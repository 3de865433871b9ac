//! Auth-Service fuer Zugang
//!
//! Zentraler Einstiegspunkt fuer Registrierung, Anmeldung, Token-Erneuerung
//! und Abmeldung. Haelt keinen eigenen veraenderlichen Zustand; alle
//! Nebenlaeufigkeit wird von den Speichern entschieden (Unique-Constraint
//! beim Anlegen, atomare Rotation).

use std::sync::Arc;

use chrono::{DateTime, Utc};
use serde::Serialize;
use zugang_core::{ClientKontext, Uhr};
use zugang_db::{
    models::{BenutzerRecord, NeuerBenutzer},
    SessionRepository, UserRepository,
};

use crate::{
    error::{AuthError, AuthResult},
    konfig::AuthKonfig,
    password::PasswortHasher,
    session::SessionStore,
    token::{AccessClaims, TokenAussteller},
    validation::{email_normalisieren, email_pruefen, passwort_pruefen},
};

/// Ergebnis einer erfolgreichen Anmeldung
#[derive(Debug, Clone, Serialize)]
pub struct Anmeldung {
    pub benutzer: BenutzerRecord,
    pub access_token: String,
    pub refresh_token: String,
    pub access_laeuft_ab_am: DateTime<Utc>,
}

/// Neues Token-Paar nach einer Erneuerung
#[derive(Debug, Clone, Serialize)]
pub struct TokenPaar {
    pub access_token: String,
    pub refresh_token: String,
    pub access_laeuft_ab_am: DateTime<Utc>,
}

/// Auth-Service
pub struct AuthService {
    users: Arc<dyn UserRepository>,
    sessions: Arc<SessionStore>,
    hasher: Arc<PasswortHasher>,
    tokens: Arc<TokenAussteller>,
    konfig: AuthKonfig,
    uhr: Arc<dyn Uhr>,
}

impl std::fmt::Debug for AuthService {
    fn fmt(&self, f: &mut std::fmt::Formatter<'_>) -> std::fmt::Result {
        f.debug_struct("AuthService")
            .field("hasher", &self.hasher)
            .field("tokens", &self.tokens)
            .finish_non_exhaustive()
    }
}
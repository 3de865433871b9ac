//! Gemeinsamer Axum-State

use std::{net::IpAddr, sync::Arc};

use zugang_auth::{AuthService, RateLimiter};

/// State aller Handler und Guards
#[derive(Clone)]
pub struct AppState {
    pub auth: Arc<AuthService>,
    pub rate_limiter: Arc<RateLimiter>,
    /// Nur von diesen Gegenstellen wird `X-Forwarded-For` uebernommen
    pub vertrauenswuerdige_proxies: Arc<[IpAddr]>,
}

impl AppState {
    /// State ohne vertrauenswuerdige Proxies
    pub fn neu(auth: Arc<AuthService>, rate_limiter: Arc<RateLimiter>) -> Self {
        Self {
            auth,
            rate_limiter,
            vertrauenswuerdige_proxies: Arc::from(Vec::new()),
        }
    }

    pub fn mit_proxies(mut self, proxies: impl IntoIterator<Item = IpAddr>) -> Self {
        self.vertrauenswuerdige_proxies = proxies.into_iter().collect();
        self
    }
}
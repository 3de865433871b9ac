//! Redis-Zaehlerspeicher
//!
//! Teilt die Zaehler zwischen mehreren Server-Instanzen. Erhoehen, Ablauf
//! setzen und Restlaufzeit lesen laufen in einem Lua-Skript und damit
//! atomar auf dem Redis-Server.

use std::time::Duration;

use async_trait::async_trait;
use redis::{aio::ConnectionManager, Client, Script};

use super::{ZaehlerFehler, ZaehlerSpeicher, ZaehlerStand};

/// INCR, PEXPIRE nur beim ersten Erhoehen, dann PTTL.
/// Ein Schluessel ohne Ablauf (z.B. nach Absturz zwischen INCR und PEXPIRE)
/// bekommt ihn nachtraeglich.
const ERHOEHEN_SKRIPT: &str = r"
local anzahl = redis.call('INCR', KEYS[1])
if anzahl == 1 then
    redis.call('PEXPIRE', KEYS[1], ARGV[1])
end
local ttl = redis.call('PTTL', KEYS[1])
if ttl < 0 then
    redis.call('PEXPIRE', KEYS[1], ARGV[1])
    ttl = tonumber(ARGV[1])
end
return {anzahl, ttl}
";

/// Zaehlerspeicher ueber eine Redis-Verbindung
#[derive(Clone)]
pub struct RedisZaehler {
    verbindung: ConnectionManager,
    skript: Script,
}

impl std::fmt::Debug for RedisZaehler {
    fn fmt(&self, f: &mut std::fmt::Formatter<'_>) -> std::fmt::Result {
        f.debug_struct("RedisZaehler").finish_non_exhaustive()
    }
}

impl RedisZaehler {
    /// Verbindet sich mit Redis; der Manager stellt Verbindungen selbst wieder her
    pub async fn verbinden(url: &str) -> Result<Self, ZaehlerFehler> {
        let client = Client::open(url)?;
        let verbindung = ConnectionManager::new(client).await?;
        tracing::info!("Redis-Zaehlerspeicher verbunden");
        Ok(Self {
            verbindung,
            skript: Script::new(ERHOEHEN_SKRIPT),
        })
    }
}

#[async_trait]
impl ZaehlerSpeicher for RedisZaehler {
    async fn erhoehen(
        &self,
        schluessel: &str,
        fenster: Duration,
    ) -> Result<ZaehlerStand, ZaehlerFehler> {
        let mut verbindung = self.verbindung.clone();
        let fenster_ms = fenster.as_millis().max(1) as u64;

        let (anzahl, ttl_ms): (i64, i64) = self
            .skript
            .key(schluessel)
            .arg(fenster_ms)
            .invoke_async(&mut verbindung)
            .await?;

        if anzahl < 1 {
            return Err(ZaehlerFehler::Antwort(format!("Zaehlerstand {anzahl}")));
        }

        Ok(ZaehlerStand {
            anzahl: anzahl as u64,
            verbleibend: Duration::from_millis(ttl_ms.max(0) as u64),
        })
    }
}
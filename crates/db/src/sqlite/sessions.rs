//! SQLite-Implementierung des SessionRepository
//!
//! Die Rotation ist ein einzelnes bedingtes UPDATE: nur die Zeile, deren
//! Token-Hash noch dem alten Wert entspricht, wird ersetzt. Eine zweite
//! Rotation mit demselben alten Hash findet keine Zeile mehr.

use async_trait::async_trait;
use chrono::{DateTime, Utc};
use uuid::Uuid;
use zugang_core::{SessionId, UserId};

use crate::error::DbError;
use crate::models::{NeueSession, SessionRecord, SessionRotation};
use crate::repository::{DbResult, SessionRepository};
use crate::sqlite::{millis_parsen, pool::SqliteDb, zeit_parsen};

const SESSION_SPALTEN: &str =
    "id, user_id, refresh_token_hash, user_agent, ip_address, expires_at, created_at";

#[async_trait]
impl SessionRepository for SqliteDb {
    async fn create(&self, data: NeueSession<'_>) -> DbResult<SessionRecord> {
        let id = SessionId::new();

        sqlx::query(
            "INSERT INTO sessions (id, user_id, refresh_token_hash, user_agent, ip_address, expires_at, created_at)
             VALUES (?, ?, ?, ?, ?, ?, ?)",
        )
        .bind(id.to_string())
        .bind(data.user_id.to_string())
        .bind(data.refresh_token_hash)
        .bind(&data.kontext.user_agent)
        .bind(&data.kontext.ip_adresse)
        .bind(data.expires_at.timestamp_millis())
        .bind(data.erstellt_am.to_rfc3339())
        .execute(&self.pool)
        .await
        .map_err(|e| DbError::aus_sqlx(e, "Refresh-Token bereits vergeben"))?;

        Ok(SessionRecord {
            id,
            user_id: data.user_id,
            refresh_token_hash: data.refresh_token_hash.to_string(),
            user_agent: data.kontext.user_agent.clone(),
            ip_adresse: data.kontext.ip_adresse.clone(),
            expires_at: data.expires_at,
            created_at: data.erstellt_am,
        })
    }

    async fn find_active(
        &self,
        refresh_token_hash: &str,
        jetzt: DateTime<Utc>,
    ) -> DbResult<Option<SessionRecord>> {
        let sql = format!(
            "SELECT {SESSION_SPALTEN} FROM sessions WHERE refresh_token_hash = ? AND expires_at > ?"
        );
        let row = sqlx::query(&sql)
            .bind(refresh_token_hash)
            .bind(jetzt.timestamp_millis())
            .fetch_optional(&self.pool)
            .await
            .map_err(|e| DbError::aus_sqlx(e, "sessions"))?;

        row.map(|r| row_to_session(&r)).transpose()
    }

    async fn rotate(&self, rotation: SessionRotation<'_>) -> DbResult<SessionRecord> {
        let sql = format!(
            "UPDATE sessions SET refresh_token_hash = ?, expires_at = ?
             WHERE id = ? AND refresh_token_hash = ? AND expires_at > ?
             RETURNING {SESSION_SPALTEN}"
        );
        let row = sqlx::query(&sql)
            .bind(rotation.neuer_hash)
            .bind(rotation.neues_ablaufdatum.timestamp_millis())
            .bind(rotation.id.to_string())
            .bind(rotation.alter_hash)
            .bind(rotation.jetzt.timestamp_millis())
            .fetch_optional(&self.pool)
            .await
            .map_err(|e| DbError::aus_sqlx(e, "Refresh-Token bereits vergeben"))?;

        match row {
            Some(r) => row_to_session(&r),
            None => Err(DbError::nicht_gefunden(format!(
                "Session {} (bereits rotiert oder abgelaufen)",
                rotation.id
            ))),
        }
    }

    async fn delete_by_token(&self, refresh_token_hash: &str) -> DbResult<bool> {
        let affected = sqlx::query("DELETE FROM sessions WHERE refresh_token_hash = ?")
            .bind(refresh_token_hash)
            .execute(&self.pool)
            .await
            .map_err(|e| DbError::aus_sqlx(e, "sessions"))?
            .rows_affected();
        Ok(affected > 0)
    }

    async fn delete_expired(&self, jetzt: DateTime<Utc>) -> DbResult<u64> {
        let affected = sqlx::query("DELETE FROM sessions WHERE expires_at <= ?")
            .bind(jetzt.timestamp_millis())
            .execute(&self.pool)
            .await
            .map_err(|e| DbError::aus_sqlx(e, "sessions"))?
            .rows_affected();
        Ok(affected)
    }
}

fn row_to_session(row: &sqlx::sqlite::SqliteRow) -> DbResult<SessionRecord> {
    use sqlx::Row as _;

    let id_str: String = row.try_get("id")?;
    let id = Uuid::parse_str(&id_str)
        .map_err(|e| DbError::intern(format!("Ungueltige UUID '{id_str}': {e}")))?;
    let user_id_str: String = row.try_get("user_id")?;
    let user_id = Uuid::parse_str(&user_id_str)
        .map_err(|e| DbError::intern(format!("Ungueltige UUID '{user_id_str}': {e}")))?;

    let expires_at: i64 = row.try_get("expires_at")?;
    let created_at: String = row.try_get("created_at")?;

    Ok(SessionRecord {
        id: SessionId(id),
        user_id: UserId(user_id),
        refresh_token_hash: row.try_get("refresh_token_hash")?,
        user_agent: row.try_get("user_agent")?,
        ip_adresse: row.try_get("ip_address")?,
        expires_at: millis_parsen("expires_at", expires_at)?,
        created_at: zeit_parsen("created_at", &created_at)?,
    })
}
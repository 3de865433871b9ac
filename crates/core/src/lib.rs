//! zugang-core – Gemeinsame Typen und Ports
//!
//! Dieses Crate stellt die Bausteine bereit, die von allen anderen
//! Zugang-Crates gemeinsam genutzt werden: ID-Typen, den Client-Kontext
//! einer Anfrage und die Uhr als austauschbare Zeitquelle.

pub mod kontext;
pub mod types;
pub mod uhr;

// Re-Exporte fuer bequemen Zugriff
pub use kontext::ClientKontext;
pub use types::{SessionId, UserId};
pub use uhr::{ManuelleUhr, SystemUhr, Uhr};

----------

▸ Instructions to follow:
Your answer should be the lines of the material above that include "TokenAussteller".

▸ Response to the exercise:
    token::{AccessClaims, TokenAussteller},
    tokens: Arc<TokenAussteller>,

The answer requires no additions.